I'm working on an Angular app that needs to be able to print tables in a nice format. The table does lazying rendering of the rows (a.k.a the limitTo filter from ng-repeat) to prevent Angular from two-way databinding all the data (up to 1000 items) on page load.
The app has a button with ng-click that calls an Angular function. This function first makes an Ajax call with $_POST variables to fetch the HTML from a PHP file and then uses a service to open the page in a new window.
The PHP file uses $_POST variables to create the HTML page with all the data (rows, sort column, table name, etc). This is required as the original page does not have all the rows rendered (limitTo filter) as mentioned earlier.

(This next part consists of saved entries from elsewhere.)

// PPMX: a PPM context model coupled with a binary arithmetic coder
//
// This program is free software: you can redistribute it and/or modify
// it under the terms of the GNU General Public License as published by
// the Free Software Foundation, either version 3 of the License, or
// (at your option) any later version.
//
// This program is distributed in the hope that it will be useful,
// but WITHOUT ANY WARRANTY; without even the implied warranty of
// MERCHANTABILITY or FITNESS FOR A PARTICULAR PURPOSE.  See the
// GNU General Public License for more details.
//
// You should have received a copy of the GNU General Public License
// along with this program.  If not, see <https://www.gnu.org/licenses/>.

use crate::frequencies::{Cfi, Frequency};
use crate::interval::{Interval, IntervalState};
use crate::number_types::{ConstrainedNum, INTERVAL_BITS};
use anyhow::Result;

/// The decoding half of the integer-range arithmetic coder.
///
/// Mirrors [`crate::compressor::ArithmeticEncoder`] bit for bit: it does not know about symbols
/// or contexts at all, only the current interval and a `code` window into the input bits. The
/// PPM driver asks it for a cumulative-frequency `point` under a candidate total, looks that
/// point up in the model, then feeds the resulting [`Cfi`] back to narrow the interval.
pub struct ArithmeticDecoder<I: Iterator<Item = bool>> {
    /// Iterator over the compressed bits.
    bits_iter: I,

    /// Current interval in the decoding stage.
    interval: Interval,

    /// Current value from the input, used to locate the next symbol's interval within the
    /// current interval.
    code: ConstrainedNum<INTERVAL_BITS>,
}

impl<I: Iterator<Item = bool>> ArithmeticDecoder<I> {
    /// Creates a new decoder over `compressed_bits`, filling `code` with the first `INTERVAL_BITS`
    /// bits of input (treating a short stream as zero-padded).
    pub fn new(compressed_bits: I) -> Self {
        let mut this = Self {
            bits_iter: compressed_bits,
            interval: Interval::full_interval(),
            code: ConstrainedNum::zero(),
        };
        this.load_bits_to_code(INTERVAL_BITS);
        this
    }

    /// Computes the cumulative-frequency point that `code` currently represents, given a
    /// candidate `total`. The PPM driver passes this to `FrequencyModel::query` at each order.
    pub fn point(&self, total: Frequency) -> Result<Frequency> {
        let span = *self.interval.high() + 1 - *self.interval.low();
        let raw = (*total * (*self.code - *self.interval.low() + 1) - 1) / span;
        Ok(Frequency::new(raw)?)
    }

    /// Narrows the interval by the chosen symbol's `cfi` and pulls in enough new bits to resolve
    /// the renormalization this causes.
    pub fn advance(&mut self, cfi: Cfi) -> Result<()> {
        self.interval.update(cfi);
        self.process_interval_state()
    }

    /// Processes the state of the interval until it is non-converging, pulling in new bits.
    fn process_interval_state(&mut self) -> Result<()> {
        loop {
            let (low, high) = match self.interval.get_state() {
                IntervalState::Converging(_) => {
                    self.load_bits_to_code(1);
                    let low = self.interval.low() << 1u8;
                    let high = (self.interval.high() << 1u8) | 1u8;
                    (low, high)
                }
                IntervalState::NearConvergence => {
                    let half = self.interval.system().half();
                    let low = (self.interval.low() << 1u8) ^ half;
                    let high = (self.interval.high() << 1u8) | (*half + 1);

                    // code < high, so it must start with 01 just like low does.
                    self.code = ((self.code << 1u8) ^ half) | self.next_bit();
                    (low, high)
                }
                IntervalState::NoConvergence => break Ok(()),
            };
            self.interval
                .set_low(low)
                .and_then(|_| self.interval.set_high(high))?;
        }
    }

    /// Retrieves the next bit from `bits_iter` as a `ConstrainedNum`, or 0 if the stream is
    /// exhausted. The codec tolerates reading past the real input: trailing bits are implicit
    /// zeros.
    fn next_bit(&mut self) -> ConstrainedNum<INTERVAL_BITS> {
        match self.bits_iter.next() {
            None => ConstrainedNum::zero(),
            Some(b) => b.into(),
        }
    }

    /// Shifts `bits_num` bits from `bits_iter` into `code`.
    fn load_bits_to_code(&mut self, bits_num: u32) {
        for _ in 0..bits_num {
            self.code = (self.code << 1u8) | self.next_bit();
        }
    }
}
// PPMX: a PPM context model coupled with a binary arithmetic coder
//
// This program is free software: you can redistribute it and/or modify
// it under the terms of the GNU General Public License as published by
// the Free Software Foundation, either version 3 of the License, or
// (at your option) any later version.
//
// This program is distributed in the hope that it will be useful,
// but WITHOUT ANY WARRANTY; without even the implied warranty of
// MERCHANTABILITY or FITNESS FOR A PARTICULAR PURPOSE.  See the
// GNU General Public License for more details.
//
// You should have received a copy of the GNU General Public License
// along with this program.  If not, see <https://www.gnu.org/licenses/>.

use crate::config::ConfigurationError;
use thiserror::Error;

/// Errors surfaced by the codec to its harness/CLI boundary.
///
/// Every variant here is fatal for the session it occurs in: there is no local recovery once the
/// encoder/decoder state has desynchronized, since both sides are deterministic and must agree
/// bit-for-bit.
#[derive(Debug, Error)]
pub enum CodecError {
    #[error("configuration error: {0}")]
    Configuration(#[from] ConfigurationError),

    /// Raised when interval narrowing collapses `high <= low`, or when a decode query finds no
    /// symbol for an otherwise-valid point: both indicate precision collapse or model
    /// desynchronization between encoder and decoder.
    #[error("arithmetic invariant violated while coding symbol #{symbol_index}: {detail}")]
    InvariantViolation { symbol_index: usize, detail: String },

    /// The decoder ran out of usable state before producing EOF. Always signals corrupted or
    /// truncated input, since the coder tolerates reading zero-padding past the real stream.
    #[error("decoder exhausted its input before producing EOF; the stream is truncated or corrupted")]
    DecodeExhausted,

    /// `BitBuffer::append` only accepts `bool`, so this is unreachable in this implementation -
    /// kept for parity with the bit-level push operation other variants expose directly.
    #[error("bit push given a value outside {{0,1}}: {0}")]
    BadBit(u8),
}
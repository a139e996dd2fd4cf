// PPMX: a PPM context model coupled with a binary arithmetic coder
//
// This program is free software: you can redistribute it and/or modify
// it under the terms of the GNU General Public License as published by
// the Free Software Foundation, either version 3 of the License, or
// (at your option) any later version.
//
// This program is distributed in the hope that it will be useful,
// but WITHOUT ANY WARRANTY; without even the implied warranty of
// MERCHANTABILITY or FITNESS FOR A PARTICULAR PURPOSE.  See the
// GNU General Public License for more details.
//
// You should have received a copy of the GNU General Public License
// along with this program.  If not, see <https://www.gnu.org/licenses/>.

pub mod context_model;
pub mod context_table;
pub mod static_table;
#[cfg(test)]
mod unit_tests;

pub use context_model::{ExclusionSet, FrequencyModel};
pub use context_table::{ContextEntry, SymbolIndex};

use crate::number_types::{ConstrainedNum, FREQUENCY_BITS};

/// Number type for all frequencies, used to limit a frequency's bits
pub type Frequency = ConstrainedNum<FREQUENCY_BITS>;

/// A struct describing the Cumulative Frequency Interval of a symbol
#[derive(Debug, Clone, Eq, PartialEq)]
pub struct Cfi {
    pub start: Frequency,
    pub end: Frequency,
    pub total: Frequency,
}

/// A read-only view over a set of cumulative frequencies, indexed by position.
///
/// Implementations back the order-(-1) fallback distribution: a static table built once from a
/// histogram, or a mutable one that can be seeded and later queried the same way.
pub trait FrequencyTable {
    /// Returns the CFI assigned to the symbol at `index`, or None if `index` is out of range.
    fn get_cfi(&self, index: usize) -> Option<Cfi>;

    /// Returns the index whose CFI contains `cumulative_frequency`, or None if out of range.
    fn get_index(&self, cumulative_frequency: Frequency) -> Option<usize>;

    /// The sum of all frequencies held by the table.
    fn get_total(&self) -> Frequency;
}
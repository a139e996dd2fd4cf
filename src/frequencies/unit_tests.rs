// PPMX: a PPM context model coupled with a binary arithmetic coder
//
// This program is free software: you can redistribute it and/or modify
// it under the terms of the GNU General Public License as published by
// the Free Software Foundation, either version 3 of the License, or
// (at your option) any later version.
//
// This program is distributed in the hope that it will be useful,
// but WITHOUT ANY WARRANTY; without even the implied warranty of
// MERCHANTABILITY or FITNESS FOR A PARTICULAR PURPOSE.  See the
// GNU General Public License for more details.
//
// You should have received a copy of the GNU General Public License
// along with this program.  If not, see <https://www.gnu.org/licenses/>.

use super::static_table::StaticFrequencyTable;
use super::{Cfi, Frequency, FrequencyTable};

#[test]
fn test_static_frequency_table_creation() {
    let freqs = vec![
        Frequency::new(2).unwrap(),
        Frequency::new(3).unwrap(),
        Frequency::new(5).unwrap(),
    ];
    let table = StaticFrequencyTable::new(&freqs).unwrap();

    assert_eq!(table.get_total(), Frequency::new(10).unwrap());

    // Cumulative frequencies: [0, 2, 5, 10]
    assert_eq!(
        table.get_cfi(0),
        Some(Cfi {
            start: Frequency::new(0).unwrap(),
            end: Frequency::new(2).unwrap(),
            total: Frequency::new(10).unwrap()
        })
    );
    assert_eq!(
        table.get_cfi(1),
        Some(Cfi {
            start: Frequency::new(2).unwrap(),
            end: Frequency::new(5).unwrap(),
            total: Frequency::new(10).unwrap()
        })
    );
    assert_eq!(
        table.get_cfi(2),
        Some(Cfi {
            start: Frequency::new(5).unwrap(),
            end: Frequency::new(10).unwrap(),
            total: Frequency::new(10).unwrap()
        })
    );
    assert_eq!(table.get_cfi(3), None);
}

#[test]
fn test_static_frequency_table_get_index() {
    let freqs = vec![
        Frequency::new(1).unwrap(),
        Frequency::new(2).unwrap(),
        Frequency::new(3).unwrap(),
    ];
    let table = StaticFrequencyTable::new(&freqs).unwrap();

    // Cumulative: [0, 1, 3, 6]
    assert_eq!(table.get_index(Frequency::new(0).unwrap()), Some(0));
    assert_eq!(table.get_index(Frequency::new(1).unwrap()), Some(1));
    assert_eq!(table.get_index(Frequency::new(2).unwrap()), Some(1));
    assert_eq!(table.get_index(Frequency::new(3).unwrap()), Some(2));
    assert_eq!(table.get_index(Frequency::new(5).unwrap()), Some(2));
    assert_eq!(table.get_index(Frequency::new(6).unwrap()), None);
}

#[test]
fn test_static_frequency_table_overflow() {
    // This should fail if it overflows
    let max = Frequency::max();
    let result = StaticFrequencyTable::new(&[max, Frequency::one()]);
    assert!(result.is_err());
}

This is the button that calls the function:
<button class="new-button" ng-click="printTable()">
Print
</button>
Here is the service for printing below. Note: the html parameter for printWindow is the HTML returned from the AJAX call in printTable() in the controller:
angular.module('appServices', [])
.factory('PrintService',
["$window",
function($window){
return {
printWindow: function(html){
var newWin= $window.open("", "_blank");
newWin.document.write(html);
newWin.document.close();
newWin.focus();
}
}
} ])...
The code works fine on Firefox, Chrome, and Opera.
However, I'm having a problem getting window.open (or $window.open) to work on the Safari web browser. The browser returns: Error: undefined is not an object (evaluating 'newWin.document')
I did some searching through the forums and read that Safari implements window.open differently. Some people recommended using a link tag with target '_blank' or using onclick with window.open.
Unfortunately, either solution would not work for me as I need to pass $_POST parameters to my PHP page. Secondly, the printTable() function lives in $scope to access the Ajax calling functions. Finally, it is possible that ng-click may also be blocked in Safari from creating windows.
Thank you in advance for providing any suggestions that would be helpful.